Objective Morphological Quantification of Microscopic Images Using a Fast Fourier Transform (FFT) Analysis

Curr Protoc Essent Lab Tech, 2013 · DOI: 10.1002/9780470089941.et0905s07 · Published: January 1, 2013

Medical Imaging Bioinformatics Research Methodology & Design

Simple Explanation

The staining intensity of immunohistochemistry (IHC) depends on multiple factors, such as the concentration of both primary and secondary antibodies, incubation periods, temperature, tissue quality, and reagent purity. Microscopy settings and the perception of individuals viewing the images adds additional variability. These factors create an unnecessary variability in the inter-laboratory, and even intra-laboratory, quantification of IHC. 2-D Fast Fourier Transformation (FFT) has been used to quantify microscopic structures related to elastin networks in the tunica media of blood vessels.

Study Duration

Not specified

Participants

Adult rats

Evidence Level

Not specified

Key Findings

1
FFT allows for an objective quantification of photomicrographs based on morphology, which reduces the subjectivity associated with pixel-intensity methods.
2
Alignment for both cell types was observed in the cortex of the sectioned tissue; values for the ratio to the mean orthogonal angle were calculated at 8.7 and 12.6 for oligodendrocytes and neurons, respectively.
3
There was either nominal or no alignment observed in the thalamus; values for the ratio to the mean orthogonal angle were calculated at 1.9 and 0.8 for the oligodendrocytes and neurons, respectively.

Research Summary

Quantification of immunohistochemistry (IHC) and immunofluorescence (IF) using image intensity depends on a number of variables. These variables add a subjective complexity in keeping a standard within and between laboratories. Fast Fourier Transformation (FFT) algorithms, however, allow for a rapid and objective quantification (via statistical analysis) using cell morphologies when the microscopic structures are oriented or aligned. Quantification of alignment is given in terms of a ratio of FFT intensity to the intensity of an orthogonal angle, giving a numerical value of the alignment of the microscopic structures.

Practical Implications

Objective Quantification

FFT allows for objective quantification of photomicrographs based on morphology, reducing subjectivity associated with pixel-intensity methods.

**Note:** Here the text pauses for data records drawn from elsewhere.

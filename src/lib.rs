pub mod types;
pub mod config;
pub mod error;
pub mod identity;
pub mod store;
pub mod seeding;
pub mod draws;
pub mod matchups;
pub mod entries;
pub mod aggregate;
pub mod schedule;
pub mod filter;
pub mod participants;
pub mod server;
#[cfg(test)]
mod test_support;

pub use error::{ParticipantsError, Result};
pub use participants::{
    get_participant, get_participants, ParticipantView, ParticipantsQuery, ParticipantsResult,
    ScheduleAnalysis, Statistic,
};

use config::*;
use server::{start_server, ServerState};
use types::*;

use std::{fs, sync::Arc};
use tracing::{error, info, warn};
use tracing_subscriber::EnvFilter;

// ── Entry point ────────────────────────────────────────────────────────

pub fn run() {
    load_env_file();

    // Initialize tracing with file output
    let logs_dir = repo_root().join("logs");
    fs::create_dir_all(&logs_dir).ok();
    let file_appender = tracing_appender::rolling::daily(&logs_dir, "participants.log");
    let (non_blocking, _guard) = tracing_appender::non_blocking(file_appender);
    tracing_subscriber::fmt()
        .with_env_filter(
            EnvFilter::try_from_default_env()
                .unwrap_or_else(|_| EnvFilter::new("info")),
        )
        .with_writer(non_blocking)
        .with_ansi(false)
        .init();
    info!("Competition participants service starting");

    let config = match load_config_inner() {
        Ok(config) => config,
        Err(e) => {
            warn!("{e}; falling back to environment defaults");
            apply_env_defaults(AppConfig::default())
        }
    };
    log_env_warnings(&config);

    let record_path = resolve_repo_path(&config.tournament_record_path);
    let tournament = match load_tournament_record(&record_path) {
        Ok(tournament) => tournament,
        Err(e) => {
            error!("{e}");
            return;
        }
    };
    info!(
        "Loaded tournament {} with {} participants and {} events",
        tournament.tournament_id,
        tournament.participants().len(),
        tournament.events.len()
    );

    let runtime = match tokio::runtime::Builder::new_multi_thread().enable_all().build() {
        Ok(runtime) => runtime,
        Err(e) => {
            error!("failed to start tokio runtime: {e}");
            return;
        }
    };
    let addr = config.server_addr.clone();
    let state = ServerState {
        tournament: Arc::new(tournament),
        config: Arc::new(config),
    };
    runtime.block_on(start_server(state, &addr));
}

Reproducibility and Standardization

FFT offers reproducibility and standardization between immunohistochemistry runs.

Versatile Application

FFT can be used on biological tissues showing alignment on a straight line, such as cell cytoskeleton, blood vessels, neuronal circuitry, and connective and muscle tissue fibers.

Study Limitations

1
Inability to analyze microscopic structures that align but do not describe a straight line.
2
Quantitative results serve to supplement the information in original images.
3
Some subjectivity in placement of the feather mask in Adobe Photoshop software and the Oval in NIH ImageJ software.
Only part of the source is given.